The nation’s latest exports figure should give a much-needed boost to investors’ morale, which was dampened by a series of negative news items from abroad, in particular concerns about the debt crisis in Europe. However, the key to the plunging mood — which caused the local bourse to drop 437.15 points, or 5.46 percent, last week — is the issue of Greece’s economy, which is no longer a problem limited to the eurozone, but is now a global concern.
On Friday, the Ministry of Finance said the nation’s external trade continued to grow for the sixth straight month last month, with exports increasing 47.8 percent year-on-year to US$21.93 billion and imports expanding 52.6 percent to US$19.38 billion.
The pace of export growth slowed somewhat last month from the previous month, as companies were entering the traditional low season this quarter. But investors might rediscover some comfort, as the trade figure showed Taiwan’s shipments to China (including Hong Kong), ASEAN, the US, Europe and Japan continued to recover from a year ago and approached pre-crisis levels.
Government officials and economists said the outlook for the nation’s export performance remained positive, given that the export orders for March — which serve as an indication of shipments by Taiwanese firms over the next one to three months — grew 43.66 percent year-on-year to a record US$34.39 billion.
They also said the European debt crisis would pose no direct threat to Taiwan’s economy, as the nation’s exports to Europe reached US$2.2 billion last month and only accounted for 10 percent of the total. What has made people nervous lately, they added, was a sense of uneasiness largely confined to the capital markets.

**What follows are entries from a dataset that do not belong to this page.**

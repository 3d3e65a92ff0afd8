//! Static set dressing around the editing area. None of it is pickable.

use crate::scene::{
    Light, LightKind, Material, Mesh, NodeId, NodeKind, SceneGraph, TextureKind, TextureSlot,
    Transform,
};
use glam::Vec3;

const PEDESTAL_HEIGHT: f32 = 0.25;
const PYRAMID_SPIN: f32 = 0.4;

pub struct Scenery {
    pub ground: NodeId,
    pub pedestal: NodeId,
    pub pyramid: NodeId,
    pub sphere: NodeId,
    pub lights: Vec<NodeId>,
}

impl Scenery {
    pub fn build(scene: &mut SceneGraph) -> Option<Self> {
        let root = scene.root();

        let mut ground_material = Material::new("ground");
        ground_material.textures.push(TextureSlot {
            kind: TextureKind::BaseColor,
            image: Some(checker(8)),
            color_space: Default::default(),
        });
        ground_material.apply_color_spaces();
        let mut ground_mesh = plane(30.0).with_material(ground_material);
        ground_mesh.receive_shadow = true;
        let ground = scene.add(root, "ground", NodeKind::Drawable(ground_mesh))?;

        let pedestal = scene.add(
            root,
            "pedestal",
            NodeKind::Drawable(shadowed(Mesh::cuboid(Vec3::new(2.2, PEDESTAL_HEIGHT, 2.2)))),
        )?;
        scene.set_transform(
            pedestal,
            Transform::from_position(Vec3::new(0.0, PEDESTAL_HEIGHT / 2.0, 0.0)),
        );

        let pyramid = scene.add(root, "pyramid", NodeKind::Drawable(shadowed(pyramid(2.0, 1.6))))?;
        scene.set_transform(
            pyramid,
            Transform::from_position(Vec3::new(0.0, PEDESTAL_HEIGHT + 0.001, 0.0)),
        );

        let sphere = scene.add(root, "sphere", NodeKind::Drawable(shadowed(uv_sphere(0.8, 24, 16))))?;
        scene.set_transform(sphere, Transform::from_position(Vec3::new(3.0, 0.8, 1.5)));

        let mut lights = Vec::new();
        for (name, kind, intensity, position, cast_shadow) in [
            ("ambient", LightKind::Ambient, 0.35, Vec3::ZERO, false),
            ("sun", LightKind::Directional, 1.2, Vec3::new(6.0, 10.0, 4.0), true),
            ("point", LightKind::Point, 0.9, Vec3::new(-4.0, 4.0, -2.0), true),
        ] {
            let light = scene.add(
                root,
                name,
                NodeKind::Light(Light {
                    kind,
                    color: [1.0, 1.0, 1.0],
                    intensity,
                    cast_shadow,
                }),
            )?;
            scene.set_transform(light, Transform::from_position(position));
            lights.push(light);
        }

        Some(Self {
            ground,
            pedestal,
            pyramid,
            sphere,
            lights,
        })
    }

    /// Idle motion, driven by elapsed seconds.
    pub fn animate(&self, scene: &mut SceneGraph, elapsed: f32) {
        if let Some(node) = scene.node_mut(self.pyramid) {
            node.transform.rotation.y = elapsed * PYRAMID_SPIN;
        }
    }
}

fn shadowed(mut mesh: Mesh) -> Mesh {
    mesh.cast_shadow = true;
    mesh.receive_shadow = true;
    mesh
}

/// Square in the XZ plane facing +Y.
fn plane(size: f32) -> Mesh {
    let h = size / 2.0;
    Mesh::new(
        vec![
            Vec3::new(-h, 0.0, -h),
            Vec3::new(h, 0.0, -h),
            Vec3::new(h, 0.0, h),
            Vec3::new(-h, 0.0, h),
        ],
        vec![0, 2, 1, 0, 3, 2],
    )
}

/// Square base on y = 0 with the apex above its centre.
fn pyramid(width: f32, height: f32) -> Mesh {
    let h = width / 2.0;
    Mesh::new(
        vec![
            Vec3::new(-h, 0.0, -h),
            Vec3::new(h, 0.0, -h),
            Vec3::new(h, 0.0, h),
            Vec3::new(-h, 0.0, h),
            Vec3::new(0.0, height, 0.0),
        ],
        vec![3, 2, 4, 2, 1, 4, 1, 0, 4, 0, 3, 4, 0, 1, 2, 0, 2, 3],
    )
}

fn uv_sphere(radius: f32, segments: u32, rings: u32) -> Mesh {
    let mut positions = Vec::new();
    for ring in 0..=rings {
        let phi = std::f32::consts::PI * ring as f32 / rings as f32;
        for segment in 0..=segments {
            let theta = std::f32::consts::TAU * segment as f32 / segments as f32;
            positions.push(Vec3::new(
                radius * phi.sin() * theta.cos(),
                radius * phi.cos(),
                radius * phi.sin() * theta.sin(),
            ));
        }
    }
    let stride = segments + 1;
    let mut indices = Vec::new();
    for ring in 0..rings {
        for segment in 0..segments {
            let a = ring * stride + segment;
            let b = a + stride;
            indices.extend_from_slice(&[a, a + 1, b, a + 1, b + 1, b]);
        }
    }
    Mesh::new(positions, indices)
}

fn checker(cells: u32) -> crate::scene::ImageData {
    let size = cells * 8;
    let image = image::RgbaImage::from_fn(size, size, |x, y| {
        let value = if (x / 8 + y / 8) % 2 == 0 { 200 } else { 60 };
        image::Rgba([value, value, value, 255])
    });
    crate::scene::ImageData {
        width: image.width(),
        height: image.height(),
        rgba: image.into_raw(),
    }
}

#[cfg(test)]
mod tests {
    use super::*;
    use crate::scene::Ray;

    #[test]
    fn scenery_is_built_unpickable() {
        let mut scene = SceneGraph::new();
        let scenery = Scenery::build(&mut scene).unwrap();
        assert_eq!(scenery.lights.len(), 3);
        assert!(scene
            .descendants(scene.root())
            .into_iter()
            .all(|node| !scene.node(node).unwrap().pickable));
    }

    #[test]
    fn pyramid_sits_on_pedestal() {
        let mut scene = SceneGraph::new();
        let scenery = Scenery::build(&mut scene).unwrap();
        let pedestal = scene.bounding_box(scenery.pedestal);
        let pyramid = scene.bounding_box(scenery.pyramid);
        assert!((pedestal.max.y - PEDESTAL_HEIGHT).abs() < 1e-5);
        assert!(pyramid.min.y >= pedestal.max.y);
    }

    #[test]
    fn sphere_is_hit_from_above() {
        let mut scene = SceneGraph::new();
        let scenery = Scenery::build(&mut scene).unwrap();
        let ray = Ray::new(Vec3::new(3.05, 10.0, 1.52), Vec3::NEG_Y);
        let hits = scene.intersect_ray(scenery.sphere, &ray);
        assert_eq!(hits.len(), 1);
        assert!((hits[0].point.y - 1.6).abs() < 0.05);
    }

    #[test]
    fn animation_spins_pyramid() {
        let mut scene = SceneGraph::new();
        let scenery = Scenery::build(&mut scene).unwrap();
        scenery.animate(&mut scene, 2.0);
        let rotation = scene.transform(scenery.pyramid).unwrap().rotation;
        assert!((rotation.y - 0.8).abs() < 1e-6);
    }
}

However, no one should underestimate the impact of any potential fallout from Europe as a result of the sovereign debt crisis, because it could affect investors’ confidence in the global economy and, in the worst-case scenario, dampen their outlook on Taiwan’s economy.
This is because Europe is China’s biggest export market with a share of around 20 percent, and China is where most Taiwanese goods were sent to, or a share of 44.2 percent of the total last month. As most of Taiwan’s exports to China are categorized as re-exports to other markets, a slowdown in Europe would undoubtedly create a feeling of uncertainty about the nation’s economy.
Moreover, it is possible the market’s pessimism could spread, as the European debt crisis could further complicate the global economy as it continues to integrate, on top of concerns of China’s overheating economy and a continued rise in global raw material and crude oil prices.
Even so, for the time being it is too early to forecast the return of a bear market or a fast rebound. Instead, investors should expect continued volatility and market corrections unless the EU and IMF carry out emergency measures to deal with the Greece problem soon.
BNP Paribas analysts last week drew parallels between Europe’s debt crisis to that of large US finance companies during the economic crisis, likening Greece to Bear Stearns, Portugal to Lehman Brothers and Spain to AIG, to remind people what the global financial crisis was about nearly one-and-a-half years ago.
Whether one agrees with BNP’s warning or not, investors are looking for signs of swift action from European leaders. Unless there are some snappy moves to halt the spreading worries, the overall market sentiment will still be negative.